Die Carl-Severing-Berufsschule in Bielefeld ist seit kurzem um 38 Schüler ärmer. Zehn Bielefelder Buchhändler haben ihre – volljährigen – Lehrlinge mit deren Zustimmung abgemeldet und eine private Buchhändlerberufsschule gegründet, das "Bildungszentrum Bielefeld". Kosten pro Jahr: 22 500 Mark.

Wenn Unternehmer freiwillig Geld für etwas ausgeben, das sie andernorts gratis erhalten könnten, schöpfen die Gewerkschaften Verdacht. So auch hier: Die Gewerkschaft Handel, Banken, Versicherungen befürchtete, daß nur noch "praxisnahe, betriebsorientierte, angepaßte, kritiklose, dem Unternehmer verbundene Mitarbeiter" ausgebildet werden sollten. Die Gewerkschaft Erziehung und Wissenschaft rief in Sorge um die Arbeitsplätze ihrer Mitglieder an den öffentlichen Berufsschulen, zu einem Boykott der beteiligten Buchhändler auf.

Worum geht es den Neuerern? "Für zukünftige qualifizierte Buchhändler ist ein ordentlicher Literaturunterricht ein Muß. Auch Buchhändler müssen lesbare Rezensionen schreiben können. Dazu brauchen sie mehr als die Kenntnis von Buchrücken und Waschzetteln!" sagt Hanna Vahle von der Universitätsbuchhandlung Phoenix entschieden.

Gerade das Fach Literatur sei aber, und die elf Phoenix-Auszubildenden hätten sich darüber massiv beschwert, an der Carl-Severing-Schule entweder ausgefallen oder miserabel unterrichtet worden.

Ulrike Kurth, die Leiterin der privaten Berufsschule, sagt: "Fast alle unsere Schüler sind 18 Jahre oder alter, fast alle haben Abitur. Die kann man in Religion und Sport nicht mit 15jährigen zusammenstecken. Im übrigen: In diesem Alter sollte beides privat bleiben." Beides steht deshalb auch nicht auf dem privaten Lehrplan.

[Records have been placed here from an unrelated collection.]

use std::env;
use std::path::{Path, PathBuf};

use anyhow::{anyhow, Result};
use serde::Deserialize;
use tokio::fs;
use tracing::warn;

use qrcraft_domain::{QrConfig, RuntimeConfig};

use super::validation::{validate_color, validate_error_correction};

const MIN_QR_SIZE: u32 = 64;
const MAX_QR_SIZE: u32 = 4096;
const MAX_GENERATE_DELAY_MS: u64 = 10_000;

#[derive(Debug, Deserialize, Clone, PartialEq)]
#[serde(default)]
pub struct AppConfig {
    pub data_dir: String,
    pub export_dir: String,
    pub qr_size: u32,
    pub foreground: String,
    pub background: String,
    pub error_correction: String,
    pub include_margin: bool,
    pub generate_delay_ms: u64,
}

impl Default for AppConfig {
    fn default() -> Self {
        Self {
            data_dir: "./data".to_string(),
            export_dir: ".".to_string(),
            qr_size: 512,
            foreground: "#000000".to_string(),
            background: "#ffffff".to_string(),
            error_correction: "H".to_string(),
            include_margin: true,
            generate_delay_ms: 600,
        }
    }
}

impl AppConfig {
    /// Reads the file named by `QRCRAFT_CONFIG`, or `./qrcraft.toml`.
    pub async fn load() -> Result<Self> {
        let path = env::var("QRCRAFT_CONFIG").unwrap_or_else(|_| "./qrcraft.toml".to_string());
        Self::load_from(Path::new(&path)).await
    }

    pub async fn load_from(file_path: &Path) -> Result<Self> {
        let base_dir = file_path.parent();
        let mut config = if file_path.exists() {
            let content = fs::read_to_string(file_path).await?;
            Self::from_toml_str(&content)?
        } else {
            warn!("{} not found, using defaults", file_path.display());
            AppConfig::default()
        };
        config.apply_overrides(|name| env::var(name).ok());
        config.resolve_paths(base_dir);
        config.normalize();
        config.validate()?;
        Ok(config)
    }

    pub fn from_toml_str(content: &str) -> Result<Self> {
        toml::from_str(content).map_err(|err| anyhow!("invalid config: {}", err))
    }

    pub fn normalize(&mut self) {
        self.foreground = self.foreground.trim().to_lowercase();
        self.background = self.background.trim().to_lowercase();
        self.error_correction = self.error_correction.trim().to_uppercase();
        if self.data_dir.trim().is_empty() {
            self.data_dir = AppConfig::default().data_dir;
        }
        if self.export_dir.trim().is_empty() {
            self.export_dir = AppConfig::default().export_dir;
        }
    }

    fn resolve_paths(&mut self, base_dir: Option<&Path>) {
        let Some(base) = base_dir else {
            return;
        };
        self.data_dir = resolve_path(base, &self.data_dir);
        self.export_dir = resolve_path(base, &self.export_dir);
    }

    pub fn validate(&self) -> Result<()> {
        if !(MIN_QR_SIZE..=MAX_QR_SIZE).contains(&self.qr_size) {
            return Err(anyhow!(
                "qr_size must be between {} and {}",
                MIN_QR_SIZE,
                MAX_QR_SIZE
            ));
        }
        validate_color("foreground", &self.foreground)?;
        validate_color("background", &self.background)?;
        validate_error_correction(&self.error_correction)?;
        if self.generate_delay_ms > MAX_GENERATE_DELAY_MS {
            return Err(anyhow!(
                "generate_delay_ms must be at most {}",
                MAX_GENERATE_DELAY_MS
            ));
        }
        Ok(())
    }

    pub fn to_runtime_config(&self) -> Result<RuntimeConfig> {
        Ok(RuntimeConfig {
            data_dir: self.data_dir.clone(),
            export_dir: self.export_dir.clone(),
            qr: QrConfig {
                size_px: self.qr_size,
                foreground: validate_color("foreground", &self.foreground)?,
                background: validate_color("background", &self.background)?,
                error_correction: validate_error_correction(&self.error_correction)?,
                include_margin: self.include_margin,
            },
            generate_delay_ms: self.generate_delay_ms,
        })
    }

    fn apply_overrides(&mut self, lookup: impl Fn(&str) -> Option<String>) {
        if let Some(value) = lookup("QRCRAFT_DATA_DIR") {
            self.data_dir = value;
        }
        if let Some(value) = lookup("QRCRAFT_EXPORT_DIR") {
            self.export_dir = value;
        }
        if let Some(value) = lookup("QRCRAFT_QR_SIZE") {
            self.qr_size = value.parse().unwrap_or(self.qr_size);
        }
        if let Some(value) = lookup("QRCRAFT_FOREGROUND") {
            self.foreground = value;
        }
        if let Some(value) = lookup("QRCRAFT_BACKGROUND") {
            self.background = value;
        }
        if let Some(value) = lookup("QRCRAFT_ERROR_CORRECTION") {
            self.error_correction = value;
        }
        if let Some(value) = lookup("QRCRAFT_INCLUDE_MARGIN") {
            self.include_margin = value.parse().unwrap_or(self.include_margin);
        }
        if let Some(value) = lookup("QRCRAFT_GENERATE_DELAY_MS") {
            self.generate_delay_ms = value.parse().unwrap_or(self.generate_delay_ms);
        }
    }
}

fn resolve_path(base: &Path, value: &str) -> String {
    let trimmed = value.trim();
    if trimmed.is_empty() {
        return trimmed.to_string();
    }
    let path = Path::new(trimmed);
    if path.is_absolute() {
        trimmed.to_string()
    } else {
        PathBuf::from(base).join(path).to_string_lossy().to_string()
    }
}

Die Klassen sind, wie üblich, nach Lehrjahren sortiert. Dank der Auswahlkriterien der Buchhändler bei der Einstellung sind die Gruppen etwa gleichaltrig. Als Vorteil bezeichnet das "Bildungszentrum" weiter, daß es klein und übersichtlich, damit auch flexibel sei. Für die Buchhändler bedeutete das ganz praktisch, daß auf das Weihnachtsgeschäft besondere Rücksicht genommen werden konnte: Im Advent mußte ein Viertel bis ein Drittel des Jahresumsatzes geschafft werden. Folgerichtig gab es im Dezember auch keinen Unterricht. Das gesamte Pensum wurde an einem Wochentag, erledigt gegenüber zweien in der öffentlichen Berufsschule.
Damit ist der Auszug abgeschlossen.